◆ **Work required**: Pick each line containing the word "categories" out of the data below.

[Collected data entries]
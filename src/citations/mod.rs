//! Citation markers embedded in exported message text.
//!
//! - [`markers`] - recognizing the three marker encodings
//! - [`resolver`] - matching markers against a reference table
//! - [`payload`] - the typed payload and its `citepayload:` boundary encoding

pub mod markers;
pub mod payload;
pub mod resolver;

pub use markers::{CitationMarker, MarkerEncoding, find_markers};
pub use payload::{CitationPayload, CitationRef, PayloadError, extract_pills};
pub use resolver::{
    CitationResolver, ReferenceEntry, ReferenceItem, ResolvedCitation, ResolvedText, SpanCitation,
    materialize_spans,
};
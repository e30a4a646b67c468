//! Shared test utilities for integration tests
#![allow(dead_code)]

use std::fs;
use std::path::{Path, PathBuf};

use serde_json::{Value, json};
use tempfile::TempDir;

/// Deterministic UUID for test record `n`.
pub fn test_uuid(n: u32) -> String {
    format!("00000000-0000-4000-8000-{:012}", n)
}

/// Builder for per-file exports: one JSON document per conversation.
pub struct ChatgptExportBuilder {
    temp_dir: TempDir,
}

impl ChatgptExportBuilder {
    pub fn new() -> Self {
        let temp_dir = TempDir::new().expect("Failed to create temp dir");
        Self { temp_dir }
    }

    pub fn path(&self) -> &Path {
        self.temp_dir.path()
    }

    /// Add a conversation as `<category>/<title>_<id>.json`; `None` places it in the root.
    /// Messages are `(role, text)` pairs chained parent to child.
    pub fn with_conversation(
        self,
        category: Option<&str>,
        id: &str,
        title: &str,
        messages: &[(&str, &str)],
    ) -> Self {
        let doc = conversation_document(title, 1_700_000_000.0, messages);
        let file_title = title.replace(' ', "_");
        self.with_raw_file(category, &format!("{}_{}.json", file_title, id), &doc.to_string())
    }

    /// Add a file with arbitrary content.
    pub fn with_raw_file(self, category: Option<&str>, name: &str, content: &str) -> Self {
        let dir = match category {
            Some(category) => self.temp_dir.path().join(category),
            None => self.temp_dir.path().to_path_buf(),
        };
        fs::create_dir_all(&dir).expect("Failed to create category dir");
        fs::write(dir.join(name), content).expect("Failed to write conversation file");
        self
    }

    pub fn build(self) -> TempDir {
        self.temp_dir
    }
}

/// Conversation JSON with a linear message chain and `current_node` at the last message.
pub fn conversation_document(title: &str, update_time: f64, messages: &[(&str, &str)]) -> Value {
    let mut mapping = serde_json::Map::new();
    mapping.insert(
        "root".to_string(),
        json!({"parent": null, "children": if messages.is_empty() { json!([]) } else { json!(["m0"]) }, "message": null}),
    );
    for (i, (role, text)) in messages.iter().enumerate() {
        let parent = if i == 0 { "root".to_string() } else { format!("m{}", i - 1) };
        let children = if i + 1 < messages.len() { json!([format!("m{}", i + 1)]) } else { json!([]) };
        mapping.insert(
            format!("m{}", i),
            json!({
                "parent": parent,
                "children": children,
                "message": {
                    "author": {"role": role},
                    "create_time": update_time - 100.0 + i as f64,
                    "content": {"content_type": "text", "parts": [text]}
                }
            }),
        );
    }
    let current = if messages.is_empty() { "root".to_string() } else { format!("m{}", messages.len() - 1) };
    json!({
        "title": title,
        "create_time": update_time - 100.0,
        "update_time": update_time,
        "mapping": mapping,
        "current_node": current
    })
}

/// Gemini web capture wrapping a raw `batchexecute` response. Turns are
/// `(prompt, answer, epoch seconds)`, oldest first; the payload stores them newest first.
pub fn gemini_capture_document(title: &str, turns: &[(&str, &str, i64)]) -> Value {
    let raw_turns: Vec<Value> = turns
        .iter()
        .rev()
        .enumerate()
        .map(|(i, (prompt, answer, ts))| {
            json!([
                ["c_0000000001", format!("r_{:010}", i)],
                null,
                [[prompt]],
                [[[format!("rc_{:010}", i), [answer]]]],
                [ts, 0]
            ])
        })
        .collect();
    let inner = json!([raw_turns]);
    let outer = json!([["wrb.fr", "hNvQHb", inner.to_string(), null, null, null, "generic"]]).to_string();
    json!({
        "batchexecute_raw": format!(")]}}'\n\n{}\n{}\n", outer.len(), outer),
        "conversation_id": "c_0000000001",
        "fetched_at": "2026-02-01T10:00:00Z",
        "title": title
    })
}

/// Builder for aggregate exports: a single `conversations.json` array.
pub struct ClaudeExportBuilder {
    temp_dir: TempDir,
    records: Vec<Value>,
}

impl ClaudeExportBuilder {
    pub fn new() -> Self {
        let temp_dir = TempDir::new().expect("Failed to create temp dir");
        let builder = Self { temp_dir, records: Vec::new() };
        builder.write();
        builder
    }

    pub fn path(&self) -> &Path {
        self.temp_dir.path()
    }

    /// Add a conversation; messages are `(sender, text)` pairs.
    pub fn with_conversation(self, uuid: &str, name: &str, messages: &[(&str, &str)]) -> Self {
        let chat_messages: Vec<Value> = messages
            .iter()
            .map(|(sender, text)| {
                json!({
                    "sender": sender,
                    "text": text,
                    "content": [{"type": "text", "text": text}],
                    "created_at": "2024-05-01T10:00:00Z"
                })
            })
            .collect();
        self.with_raw_record(json!({
            "uuid": uuid,
            "name": name,
            "created_at": "2024-05-01T10:00:00Z",
            "updated_at": "2024-05-02T10:00:00Z",
            "chat_messages": chat_messages
        }))
    }

    /// Add a record verbatim, e.g. one that should fail to parse.
    pub fn with_raw_record(mut self, record: Value) -> Self {
        self.records.push(record);
        self.write();
        self
    }

    pub fn with_projects(self, projects: Value) -> Self {
        fs::write(self.temp_dir.path().join("projects.json"), projects.to_string())
            .expect("Failed to write projects.json");
        self
    }

    pub fn with_memories(self, memories: Value) -> Self {
        fs::write(self.temp_dir.path().join("memories.json"), memories.to_string())
            .expect("Failed to write memories.json");
        self
    }

    fn write(&self) {
        fs::write(
            self.temp_dir.path().join("conversations.json"),
            Value::Array(self.records.clone()).to_string(),
        )
        .expect("Failed to write conversations.json");
    }

    pub fn build(self) -> TempDir {
        self.temp_dir
    }
}

pub const GEMINI_ACTIVITY_DIR: &str = "Takeout/My Activity/Gemini Apps";

/// Builder for Takeout activity exports.
pub struct GeminiExportBuilder {
    temp_dir: TempDir,
    cells: Vec<String>,
}

impl GeminiExportBuilder {
    pub fn new() -> Self {
        let temp_dir = TempDir::new().expect("Failed to create temp dir");
        fs::create_dir_all(temp_dir.path().join(GEMINI_ACTIVITY_DIR))
            .expect("Failed to create activity dir");
        let builder = Self { temp_dir, cells: Vec::new() };
        builder.write();
        builder
    }

    pub fn path(&self) -> &Path {
        self.temp_dir.path()
    }

    pub fn activity_dir(&self) -> PathBuf {
        self.temp_dir.path().join(GEMINI_ACTIVITY_DIR)
    }

    /// Add one prompt/response entry. `extra` is raw HTML placed before the timestamp,
    /// e.g. attachment links.
    pub fn with_entry(mut self, prompt: &str, response_html: &str, label: &str, extra: &str) -> Self {
        let body = format!("Prompted {prompt}<br>{extra}{label}<br>{response_html}");
        self.cells.push(format!(
            "<div class=\"outer-cell mdl-cell\"><div class=\"mdl-grid\"><div class=\"header-cell\"><p class=\"mdl-typography--title\">Gemini Apps<br></p></div><div class=\"content-cell mdl-cell mdl-typography--body-1\">{body}</div><div class=\"content-cell mdl-typography--caption\">Products: Gemini Apps</div></div></div>"
        ));
        self.write();
        self
    }

    /// Place a file next to the activity page.
    pub fn with_attachment(self, name: &str, bytes: &[u8]) -> Self {
        fs::write(self.activity_dir().join(name), bytes).expect("Failed to write attachment");
        self
    }

    fn write(&self) {
        let html = format!(
            "<html><body><div class=\"mdl-grid\">{}</div></body></html>",
            self.cells.concat()
        );
        fs::write(self.activity_dir().join("MyActivity.html"), html)
            .expect("Failed to write MyActivity.html");
    }

    pub fn build(self) -> TempDir {
        self.temp_dir
    }
}
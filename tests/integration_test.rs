/// End-to-end tests through `ArchiveService`: listing, hydration and search across
/// sources of different vendors.
mod common;

use std::collections::HashSet;
use std::fs;
use std::time::Duration;

use chat_archive::models::SourceKind;
use chat_archive::{ArchiveService, IndexState, Role, SearchScope, Source};
use common::{
    ChatgptExportBuilder, ClaudeExportBuilder, GeminiExportBuilder, conversation_document, gemini_capture_document,
    test_uuid,
};
use serde_json::json;
use tempfile::TempDir;

const WAIT: Duration = Duration::from_secs(20);

fn claude_export() -> ClaudeExportBuilder {
    ClaudeExportBuilder::new()
        .with_conversation(
            &test_uuid(1),
            "Greetings",
            &[("human", "hello there"), ("assistant", "Hi! How can I help?")],
        )
        .with_raw_record(json!({"uuid": "not-a-uuid", "name": "Broken", "chat_messages": []}))
        .with_conversation(
            &test_uuid(2),
            "Lifetimes",
            &[("human", "explain lifetimes"), ("assistant", "A lifetime names a borrow region.")],
        )
}

fn chatgpt_export() -> ChatgptExportBuilder {
    ChatgptExportBuilder::new()
        .with_conversation(
            None,
            "c1",
            "Trip planning",
            &[("user", "Plan a trip to Kyoto"), ("assistant", "Day one: hello Fushimi Inari.")],
        )
        .with_conversation(
            Some("Work"),
            "c2",
            "Hello world in Rust",
            &[("user", "print hello world"), ("assistant", "println!(\"hello world\");")],
        )
}

fn open_service(config_dir: &TempDir, sources: Vec<Source>) -> ArchiveService {
    let service = ArchiveService::open(config_dir.path().join("sources.json")).unwrap();
    service.set_sources(sources).unwrap();
    service
}

#[test]
fn test_two_sources_listing_and_search() {
    let claude = claude_export().build();
    let chatgpt = chatgpt_export().build();
    let config = TempDir::new().unwrap();
    let service = open_service(
        &config,
        vec![
            Source::new("claude", SourceKind::Auto, claude.path()),
            Source::new("gpt", SourceKind::Auto, chatgpt.path()),
        ],
    );

    let listing = service.list_all_conversations().unwrap();
    assert_eq!(listing.len(), 4);
    assert_eq!(listing.skipped, 1);

    let first = service.search("hello", &SearchScope::AllSources);
    assert!(!first.ready);

    assert!(service.wait_until_ready(WAIT));
    let response = service.search("hello", &SearchScope::AllSources);
    assert!(response.ready);
    assert_eq!(response.stats.doc_count, 4);

    let found: HashSet<(&str, &str)> =
        response.results.iter().map(|h| (h.source.as_str(), h.id.as_str())).collect();
    let uuid = test_uuid(1);
    let expected: HashSet<(&str, &str)> =
        [("claude", uuid.as_str()), ("gpt", "c1"), ("gpt", "c2")].into_iter().collect();
    assert_eq!(found, expected);

    // Title match ranks first
    assert_eq!(response.results[0].id, "c2");
    for hit in &response.results {
        assert!(!hit.snippet.is_empty());
        assert!(hit.snippet.to_lowercase().contains("hello"));
        assert!(!hit.highlights.is_empty());
    }
}

#[test]
fn test_search_scope_one_source() {
    let claude = claude_export().build();
    let chatgpt = chatgpt_export().build();
    let config = TempDir::new().unwrap();
    let service = open_service(
        &config,
        vec![
            Source::new("claude", SourceKind::Claude, claude.path()),
            Source::new("gpt", SourceKind::Chatgpt, chatgpt.path()),
        ],
    );
    assert!(service.wait_until_ready(WAIT));

    let scope = SearchScope::OneSource("claude".to_string());
    let response = service.search("hello", &scope);
    assert_eq!(response.results.len(), 1);
    assert_eq!(response.results[0].source, "claude");
    assert_eq!(response.stats.doc_count, 2);
}

#[test]
fn test_hydrate_is_idempotent_for_every_vendor() {
    let claude = claude_export().build();
    let chatgpt = chatgpt_export().build();
    let gemini = GeminiExportBuilder::new()
        .with_entry("Say hello", "<p>Hello!</p>", "Jan 31, 2026, 6:15:01 AM PST", "")
        .build();
    let config = TempDir::new().unwrap();
    let service = open_service(
        &config,
        vec![
            Source::new("claude", SourceKind::Auto, claude.path()),
            Source::new("gpt", SourceKind::Auto, chatgpt.path()),
            Source::new("gem", SourceKind::Auto, gemini.path()),
        ],
    );

    for source in ["claude", "gpt", "gem"] {
        let listing = service.list_conversations(source).unwrap();
        for summary in listing.summaries() {
            let a = service.get_conversation(source, &summary.category, &summary.id).unwrap();
            let b = service.get_conversation(source, &summary.category, &summary.id).unwrap();
            assert_eq!(a, b);
            assert_eq!(serde_json::to_vec(&*a).unwrap(), serde_json::to_vec(&*b).unwrap());
        }
    }
}

#[test]
fn test_conversation_shapes() {
    let claude = claude_export().build();
    let chatgpt = chatgpt_export().build();
    let config = TempDir::new().unwrap();
    let service = open_service(
        &config,
        vec![
            Source::new("claude", SourceKind::Auto, claude.path()),
            Source::new("gpt", SourceKind::Auto, chatgpt.path()),
        ],
    );

    let gpt = service.list_conversations("gpt").unwrap();
    assert!(gpt.categories.contains_key("All"));
    assert!(gpt.categories.contains_key("Work"));

    let conversation = service.get_conversation("gpt", "Work", "c2").unwrap();
    assert_eq!(conversation.title, "Hello world in Rust");
    let roles: Vec<Role> = conversation.messages.iter().map(|m| m.role).collect();
    assert_eq!(roles, vec![Role::User, Role::Assistant]);

    let claude_conv = service.get_conversation("claude", "All", &test_uuid(2)).unwrap();
    assert_eq!(claude_conv.messages[1].content, "A lifetime names a borrow region.");
    assert_eq!(claude_conv.meta.model_slug.as_deref(), Some("Claude"));
}

#[test]
fn test_gemini_entries_are_two_message_conversations() {
    let gemini = GeminiExportBuilder::new()
        .with_entry(
            "What is this? Attached 1 file.",
            "<p>A <b>cat</b>.</p>",
            "Jan 1, 2026, 1:00:00 AM UTC",
            "<a href=\"cat.png\">cat.png</a><br>",
        )
        .with_attachment("cat.png", b"\x89PNG")
        .build();
    let config = TempDir::new().unwrap();
    let service = open_service(&config, vec![Source::new("gem", SourceKind::Auto, gemini.path())]);

    let listing = service.list_conversations("gem").unwrap();
    assert_eq!(listing.len(), 1);
    let summary = listing.summaries().next().unwrap();
    let conversation = service.get_conversation("gem", &summary.category, &summary.id).unwrap();
    assert_eq!(conversation.messages.len(), 2);
    assert_eq!(conversation.messages[0].role, Role::User);
    assert!(conversation.messages[0].content.contains(
        "![cat.png](/api/file?source=gem&path=Takeout/My%20Activity/Gemini%20Apps/cat.png)"
    ));
    assert_eq!(conversation.messages[1].content, "A **cat**.");

    let bytes = service.get_file("gem", "Takeout/My Activity/Gemini Apps/cat.png").unwrap();
    assert_eq!(bytes, b"\x89PNG");
}

#[test]
fn test_removed_source_root_leaves_healthy_source_indexed() {
    let chatgpt = chatgpt_export().build();
    let claude = claude_export().build();
    let config = TempDir::new().unwrap();
    let service = open_service(
        &config,
        vec![
            Source::new("gpt", SourceKind::Chatgpt, chatgpt.path()),
            Source::new("claude", SourceKind::Claude, claude.path()),
        ],
    );
    fs::remove_dir_all(claude.path()).unwrap();

    let merged = service.list_all_conversations().unwrap();
    assert_eq!(merged.len(), 2);
    assert_eq!(merged.skipped, 1);
    assert!(merged.summaries().all(|summary| summary.source_id == "gpt"));

    assert!(service.wait_until_ready(WAIT));
    let response = service.search("hello", &SearchScope::AllSources);
    assert!(response.ready);
    assert_eq!(response.stats.doc_count, 2);
    let sources: HashSet<&str> = response.results.iter().map(|hit| hit.source.as_str()).collect();
    assert_eq!(sources, HashSet::from(["gpt"]));
    assert_eq!(response.results.len(), 2);
}

#[test]
fn test_gemini_captures_and_project_memories_are_indexed() {
    let capture = gemini_capture_document(
        "Sharing state",
        &[
            ("How do threads share data?", "Wrap it in an Arc and guard writes with a Mutex.", 1_769_940_000),
            ("And for reads only?", "An Arc alone is enough for immutable data.", 1_769_940_300),
        ],
    );
    let chatgpt = ChatgptExportBuilder::new()
        .with_raw_file(Some("Gemini"), "Sharing_state_c_0000000001.json", &capture.to_string())
        .build();
    let project = test_uuid(50);
    let claude = ClaudeExportBuilder::new()
        .with_conversation(&test_uuid(1), "Greetings", &[("human", "hello there")])
        .with_projects(json!([{"uuid": project, "name": "Release notes", "description": "Weekly summaries"}]))
        .with_memories(json!([{"project_memories": {project.as_str(): "Always mention the zeppelin rollout."}}]))
        .build();
    let config = TempDir::new().unwrap();
    let service = open_service(
        &config,
        vec![
            Source::new("gpt", SourceKind::Chatgpt, chatgpt.path()),
            Source::new("claude", SourceKind::Auto, claude.path()),
        ],
    );

    let gpt = service.list_conversations("gpt").unwrap();
    let summary = gpt.find("Gemini", "0000000001").unwrap();
    assert_eq!(summary.title, "Sharing state");
    let conversation = service.get_conversation("gpt", "Gemini", "0000000001").unwrap();
    let contents: Vec<&str> = conversation.messages.iter().map(|m| m.content.as_str()).collect();
    assert_eq!(
        contents,
        vec![
            "How do threads share data?",
            "Wrap it in an Arc and guard writes with a Mutex.",
            "And for reads only?",
            "An Arc alone is enough for immutable data.",
        ]
    );

    let notes = service.get_conversation("claude", "Projects", &project).unwrap();
    assert!(notes.messages[0].content.ends_with("**Project Memory**\n\nAlways mention the zeppelin rollout."));

    assert!(service.wait_until_ready(WAIT));
    let response = service.search("zeppelin", &SearchScope::AllSources);
    assert_eq!(response.results.len(), 1);
    assert_eq!((response.results[0].source.as_str(), response.results[0].category.as_str()), ("claude", "Projects"));

    let response = service.search("mutex", &SearchScope::AllSources);
    assert_eq!(response.results.len(), 1);
    assert_eq!(response.results[0].id, "0000000001");
}

#[test]
fn test_source_set_change_supersedes_build() {
    let claude = claude_export().build();
    let chatgpt = chatgpt_export().build();
    let config = TempDir::new().unwrap();
    let claude_source = Source::new("claude", SourceKind::Auto, claude.path());
    let gpt_source = Source::new("gpt", SourceKind::Auto, chatgpt.path());
    let service = open_service(&config, vec![claude_source, gpt_source.clone()]);

    service.refresh();
    service.set_sources(vec![gpt_source]).unwrap();
    assert!(service.wait_until_ready(WAIT));

    let response = service.search("hello", &SearchScope::AllSources);
    assert!(response.ready);
    assert!(!response.results.is_empty());
    assert!(response.results.iter().all(|h| h.source == "gpt"));
    assert_eq!(response.stats.doc_count, 2);
}

#[test]
fn test_disabling_a_source_removes_it_from_search() {
    let claude = claude_export().build();
    let chatgpt = chatgpt_export().build();
    let config = TempDir::new().unwrap();
    let mut claude_source = Source::new("claude", SourceKind::Auto, claude.path());
    let gpt_source = Source::new("gpt", SourceKind::Auto, chatgpt.path());
    let service = open_service(&config, vec![claude_source.clone(), gpt_source.clone()]);
    assert!(service.wait_until_ready(WAIT));
    assert_eq!(service.search("lifetimes", &SearchScope::AllSources).results.len(), 1);

    claude_source.enabled = false;
    service.set_sources(vec![claude_source, gpt_source]).unwrap();
    assert!(service.wait_until_ready(WAIT));
    assert!(service.search("lifetimes", &SearchScope::AllSources).results.is_empty());
    assert!(service.list_conversations("claude").unwrap().is_empty());
}

#[test]
fn test_changed_files_trigger_reindex() {
    let chatgpt = chatgpt_export().build();
    let config = TempDir::new().unwrap();
    let service = open_service(&config, vec![Source::new("gpt", SourceKind::Auto, chatgpt.path())]);
    assert!(service.wait_until_ready(WAIT));
    assert!(service.search("zeppelin", &SearchScope::AllSources).results.is_empty());

    let doc = conversation_document("Airships", 1_700_000_500.0, &[("user", "tell me about the zeppelin")]);
    fs::write(chatgpt.path().join("Airships_c3.json"), doc.to_string()).unwrap();

    let listing = service.list_conversations("gpt").unwrap();
    assert_eq!(listing.len(), 3);
    assert_ne!(service.index_state(), IndexState::Empty);
    assert!(service.wait_until_ready(WAIT));
    let hits = service.search("zeppelin", &SearchScope::AllSources).results;
    assert_eq!(hits.len(), 1);
    assert_eq!(hits[0].id, "c3");
}

#[test]
fn test_narrowing_query_never_adds_results() {
    let chatgpt = chatgpt_export().build();
    let config = TempDir::new().unwrap();
    let service = open_service(&config, vec![Source::new("gpt", SourceKind::Auto, chatgpt.path())]);
    assert!(service.wait_until_ready(WAIT));

    let ids = |q: &str| -> HashSet<String> {
        service.search(q, &SearchScope::AllSources).results.into_iter().map(|h| h.id).collect()
    };
    let wide = ids("hello");
    let narrow = ids("hello rust");
    let narrower = ids("hello rust kyoto");
    assert_eq!(wide.len(), 2);
    assert!(narrow.is_subset(&wide));
    assert!(narrower.is_subset(&narrow));
    assert!(narrower.is_empty());
}

#[test]
fn test_cjk_search_end_to_end() {
    let chatgpt = ChatgptExportBuilder::new()
        .with_conversation(None, "z1", "学习笔记", &[("user", "介绍一下搜索引擎的原理")])
        .with_conversation(None, "z2", "天气", &[("user", "今天天气怎么样")])
        .build();
    let config = TempDir::new().unwrap();
    let service = open_service(&config, vec![Source::new("gpt", SourceKind::Auto, chatgpt.path())]);
    assert!(service.wait_until_ready(WAIT));

    let hits = service.search("搜索", &SearchScope::AllSources).results;
    assert_eq!(hits.len(), 1);
    assert_eq!(hits[0].id, "z1");

    let title_hits = service.search("笔记", &SearchScope::AllSources).results;
    assert_eq!(title_hits[0].id, "z1");

    assert_eq!(service.search("天", &SearchScope::AllSources).results.len(), 1);
}

#[test]
fn test_import_root_registers_exports() {
    let parent = TempDir::new().unwrap();
    let claude_dir = parent.path().join("claude-2024");
    fs::create_dir_all(&claude_dir).unwrap();
    fs::write(claude_dir.join("conversations.json"), "[]").unwrap();
    let gpt_dir = parent.path().join("gpt");
    fs::create_dir_all(&gpt_dir).unwrap();
    fs::write(gpt_dir.join("Chat_1.json"), "{}").unwrap();

    let config = TempDir::new().unwrap();
    let service = ArchiveService::open(config.path().join("sources.json")).unwrap();
    let added = service.import_root(parent.path()).unwrap();
    let ids: Vec<&str> = added.iter().map(|s| s.id.as_str()).collect();
    assert_eq!(ids, vec!["claude-2024", "gpt"]);
    assert_eq!(service.list_sources().len(), 2);
    assert!(service.import_root(parent.path()).unwrap().is_empty());

    let reopened = ArchiveService::open(config.path().join("sources.json")).unwrap();
    assert_eq!(reopened.list_sources().len(), 2);
}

◆ **Expected answer**:
    assert!(gpt.categories.contains_key("All"));
    assert!(gpt.categories.contains_key("Work"));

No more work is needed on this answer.